When people are assaulted by their bosses, Aime says there are laws put in place to protect them, but, as the #MeToo movement has shown us, they’re not always effective. Many perpetrators take advantage of their position of power and remain unpunished.
Aime says that survivors whose perpetrator is a classmate are typically protected by Title IX. Title IX is a federal civil rights laws that prevents discrimination in education on the basis of sex. In Davis v. Monroe, the supreme court ruled that sexual harassment that “is so severe, pervasive, and objectively offensive that it effectively bars the victim’s access to an educational opportunity or benefit” is also prohibited under Title IX. Most sexual assault cases have fit that criterion.
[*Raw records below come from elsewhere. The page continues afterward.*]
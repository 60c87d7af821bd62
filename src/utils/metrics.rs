//! Accuracy metrics for forecast evaluation.

use crate::error::{ForecastError, Result};
use serde::{Deserialize, Serialize};

/// Accuracy metrics for evaluating forecast performance.
#[derive(Debug, Clone, PartialEq, Serialize, Deserialize)]
pub struct AccuracyMetrics {
    /// Mean Absolute Error
    pub mae: f64,
    /// Mean Squared Error
    pub mse: f64,
    /// Root Mean Squared Error
    pub rmse: f64,
    /// Mean Absolute Percentage Error (None if zeros in actual)
    pub mape: Option<f64>,
}

fn check_lengths(actual: &[f64], predicted: &[f64]) -> Result<()> {
    if actual.is_empty() || predicted.is_empty() {
        return Err(ForecastError::EmptyData);
    }
    if actual.len() != predicted.len() {
        return Err(ForecastError::DimensionMismatch {
            expected: actual.len(),
            got: predicted.len(),
        });
    }
    Ok(())
}

/// Calculate accuracy metrics between actual and predicted values.
///
/// # Arguments
/// * `actual` - Actual observed values
/// * `predicted` - Predicted/forecast values
///
/// # Returns
/// `AccuracyMetrics` struct with all computed metrics
pub fn calculate_metrics(actual: &[f64], predicted: &[f64]) -> Result<AccuracyMetrics> {
    let mse = mse(actual, predicted)?;
    Ok(AccuracyMetrics {
        mae: mae(actual, predicted)?,
        mse,
        rmse: mse.sqrt(),
        mape: mape(actual, predicted)?,
    })
}

/// Calculate MAE between two slices.
pub fn mae(actual: &[f64], predicted: &[f64]) -> Result<f64> {
    check_lengths(actual, predicted)?;
    Ok(actual
        .iter()
        .zip(predicted.iter())
        .map(|(a, p)| (a - p).abs())
        .sum::<f64>()
        / actual.len() as f64)
}

/// Calculate MSE between two slices.
pub fn mse(actual: &[f64], predicted: &[f64]) -> Result<f64> {
    check_lengths(actual, predicted)?;
    Ok(actual
        .iter()
        .zip(predicted.iter())
        .map(|(a, p)| (a - p).powi(2))
        .sum::<f64>()
        / actual.len() as f64)
}

/// Calculate RMSE between two slices.
pub fn rmse(actual: &[f64], predicted: &[f64]) -> Result<f64> {
    Ok(mse(actual, predicted)?.sqrt())
}

/// Calculate MAPE (in percent) between two slices.
///
/// Undefined, and reported as `None`, when any actual value is zero.
pub fn mape(actual: &[f64], predicted: &[f64]) -> Result<Option<f64>> {
    check_lengths(actual, predicted)?;
    if actual.contains(&0.0) {
        tracing::warn!(
            points = actual.len(),
            "MAPE is undefined: actual values contain zero"
        );
        return Ok(None);
    }
    let sum: f64 = actual
        .iter()
        .zip(predicted.iter())
        .map(|(a, p)| ((a - p) / a).abs())
        .sum();
    Ok(Some(100.0 * sum / actual.len() as f64))
}
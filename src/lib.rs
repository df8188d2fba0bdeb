//! Skeleton overlays for camera-detected body keypoints.
//!
//! [`render`] projects one frame of labeled, scored keypoints onto a
//! viewport and returns a [`Drawing`] of lines and circles to composite over
//! the camera preview.

pub mod drawing;
pub mod error;
pub mod keypoint;
pub mod landmark;
pub mod overlay;
#[cfg(feature = "gui")]
pub mod raster;
pub mod topology;

pub use drawing::{Color, Drawing, Point, Shape, Style};
pub use error::Error;
pub use keypoint::{keypoints_from_landmarks, CoordinateSpace, Keypoint, ScoreActivation};
pub use landmark::{Landmark, NUM_LANDMARKS};
pub use overlay::{render, OverlayOptions, PoseOverlay, DEFAULT_MIN_SCORE};
pub use topology::SKELETON_EDGES;
use crate::landmark::Landmark::{self, *};

pub const NUM_EDGES: usize = 24;

/// Skeleton connections, drawn in this order.
pub const SKELETON_EDGES: [(Landmark, Landmark); NUM_EDGES] = [
    // torso
    (LeftShoulder, RightShoulder),
    (LeftHip, RightHip),
    (LeftShoulder, LeftHip),
    (RightShoulder, RightHip),
    // arms
    (LeftShoulder, LeftElbow),
    (LeftElbow, LeftWrist),
    (RightShoulder, RightElbow),
    (RightElbow, RightWrist),
    // hands
    (LeftWrist, LeftPinky),
    (LeftWrist, LeftIndex),
    (LeftWrist, LeftThumb),
    (RightWrist, RightPinky),
    (RightWrist, RightIndex),
    (RightWrist, RightThumb),
    // legs
    (LeftHip, LeftKnee),
    (LeftKnee, LeftAnkle),
    (RightHip, RightKnee),
    (RightKnee, RightAnkle),
    // feet
    (LeftAnkle, LeftHeel),
    (LeftAnkle, LeftFootIndex),
    (LeftHeel, LeftFootIndex),
    (RightAnkle, RightHeel),
    (RightAnkle, RightFootIndex),
    (RightHeel, RightFootIndex),
];

#[cfg(test)]
mod tests {
    use super::SKELETON_EDGES;
    use crate::landmark::Landmark;
    use std::collections::HashSet;

    #[test]
    fn no_self_loops() {
        assert!(SKELETON_EDGES.iter().all(|(a, b)| a != b));
    }

    #[test]
    fn no_duplicate_edges() {
        let unique = SKELETON_EDGES
            .iter()
            .map(|&(a, b)| if a.idx() < b.idx() { (a, b) } else { (b, a) })
            .collect::<HashSet<_>>();
        assert_eq!(unique.len(), SKELETON_EDGES.len());
    }

    #[test]
    fn face_is_not_connected() {
        let face = [
            Landmark::Nose,
            Landmark::LeftEye,
            Landmark::RightEye,
            Landmark::LeftEar,
            Landmark::RightEar,
            Landmark::MouthLeft,
            Landmark::MouthRight,
        ];
        assert!(SKELETON_EDGES
            .iter()
            .all(|(a, b)| !face.contains(a) && !face.contains(b)));
    }

    #[test]
    fn torso_comes_first() {
        assert_eq!(
            SKELETON_EDGES[0],
            (Landmark::LeftShoulder, Landmark::RightShoulder)
        );
        assert_eq!(
            SKELETON_EDGES[SKELETON_EDGES.len() - 1],
            (Landmark::RightHeel, Landmark::RightFootIndex)
        );
    }
}
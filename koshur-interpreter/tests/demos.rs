use std::cell::RefCell;
use std::path::{Path, PathBuf};
use std::rc::Rc;

use koshur_interpreter::builtins::{self, Output};
use koshur_interpreter::{run, Environment};
use pretty_assertions::assert_eq;

fn demos_dir() -> PathBuf {
    Path::new(env!("CARGO_MANIFEST_DIR")).join("../demos")
}

fn run_demo(source: &str) -> String {
    let buffer = Rc::new(RefCell::new(Vec::<u8>::new()));
    let output: Output = buffer.clone();
    let env = Environment::new();
    builtins::install(&env, output);

    run(source, &env).unwrap();

    let written = buffer.borrow().clone();
    String::from_utf8(written).unwrap()
}

#[test]
fn demos_print_expected_output() {
    let mut sources = std::fs::read_dir(demos_dir())
        .unwrap()
        .map(|entry| entry.unwrap().path())
        .filter(|path| path.extension().is_some_and(|ext| ext == "k"))
        .collect::<Vec<_>>();
    sources.sort();
    assert!(!sources.is_empty());

    for path in sources {
        let source = std::fs::read_to_string(&path).unwrap();
        let expected = std::fs::read_to_string(path.with_extension("out")).unwrap();
        assert_eq!(run_demo(&source), expected, "demo: {}", path.display());
    }
}

#[test]
fn demos_survive_an_ast_round_trip() {
    let source = std::fs::read_to_string(demos_dir().join("closures.k")).unwrap();
    let program = koshur_core::parse(koshur_core::tokenize(&source)).unwrap();
    let json = serde_json::to_string(&program).unwrap();
    let reread: koshur_core::Node = serde_json::from_str(&json).unwrap();
    assert_eq!(reread, program);

    let buffer = Rc::new(RefCell::new(Vec::<u8>::new()));
    let env = Environment::new();
    builtins::install(&env, buffer.clone());
    koshur_interpreter::evaluator::evaluate(&reread, &env).unwrap();

    let written = String::from_utf8(buffer.borrow().clone()).unwrap();
    assert_eq!(written, run_demo(&source));
}
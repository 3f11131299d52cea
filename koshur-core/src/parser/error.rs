use std::fmt::Display;

use thiserror::Error;

use crate::lexer::{Keyword, LexError, Token};
use crate::position::Position;

#[derive(Debug, PartialEq, Clone, Error)]
pub enum ParseError {
    #[error("Expecting {expected}, found {found}")]
    UnexpectedToken { expected: Expected, found: Token },
    #[error("Expecting {expected}, found end of input ({position})")]
    PrematureEndOfInput {
        expected: Expected,
        position: Position,
    },
    #[error(transparent)]
    Lex(#[from] LexError),
}

#[derive(Debug, PartialEq, Eq, Clone, Copy)]
pub enum Expected {
    Punctuation(char),
    Keyword(Keyword),
    Identifier,
    Expression,
}

impl Display for Expected {
    fn fmt(&self, f: &mut std::fmt::Formatter<'_>) -> std::fmt::Result {
        match self {
            Expected::Punctuation(ch) => write!(f, "punctuation \"{}\"", ch),
            Expected::Keyword(kw) => write!(f, "keyword \"{}\"", kw.as_str()),
            Expected::Identifier => write!(f, "variable name"),
            Expected::Expression => write!(f, "expression"),
        }
    }
}

impl ParseError {
    pub fn unexpected(expected: Expected, got: Option<Token>, position: Position) -> Self {
        match got {
            Some(found) => ParseError::UnexpectedToken { expected, found },
            None => ParseError::PrematureEndOfInput { expected, position },
        }
    }

    /// Where the error was detected.
    pub fn position(&self) -> Position {
        match self {
            ParseError::UnexpectedToken { found, .. } => found.position,
            ParseError::PrematureEndOfInput { position, .. } => *position,
            ParseError::Lex(error) => error.position,
        }
    }
}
According to Ms. Bandy, if you are sexually assaulted or harassed by another Uni student and you want to report it, you can tell any teacher you want, but the teachers designated for those reports are Dr. Majerus and Mr. Rayburn. If you tell a teacher, they must report it to the Title IX coordinator at the University of Illinois, and they will likely launch an investigation. If you don’t want to officially report it but still want counseling, both SSO counselors are required to report sexual assaults between Uni students. RACES and other resources offer confidential counseling.
What if I want to take legal action?
If you choose to report the assault, you can do so at the emergency room or later to the police department, either at the station or by calling the department’s direct line. According to RAINN, many police departments have specially trained Sexual Assault Response Teams to organize and help carry out the investigation.
You don’t have to decide whether you will proceed legally right away. According to Aime, law enforcement will give you time to consider your options. However, there is a limit to how long you can wait before reporting. According to the Illinois Coalition Against Sexual Assault (ICASA), if you’re an adult, you must report the assault to law enforcement within three years of the offense and have a prosecutor file formal charges within ten years.
If you were a minor when the assault occurred, you can wait twenty years after you turn eighteen to report to law enforcement. The statute of limitations may also differ depending on whether or not the offender was a family member. A more detailed statute of limitations chart concerning sex crimes against minors in Illinois can be found on the ICASA website.
Your state may also choose to not proceed with your case due to lack of evidence. This is extremely common among sexual assault cases. If this happens, you still may be able to receive monetary compensation by filing a civil suit.
What support can I have?
It’s important to remember that you don’t have to go through any part of this process alone. When you first report the assault or go to the hospital, you can bring a friend or family member for support. RACES offers trained advocates to counsel you and whoever is with you at the hospital.
RACES also offers counseling for you and, aside from the offender, anyone else affected by your assault. They provide services to people of all genders, including men, non-binary, and transgender people. If you’re a minor over thirteen, they offer eight free counseling sessions before they have to notify your parents.
There are also several hotlines you can call for counseling, information, and advice. The RACES hotline is (217)-384-4444. RAINN’s hotline is 800-656-4673, and they will connect you with a trained sexual assault service provider in your area.
If you choose to proceed legally, RACES offers trained people to accompany you to court and support you through the process.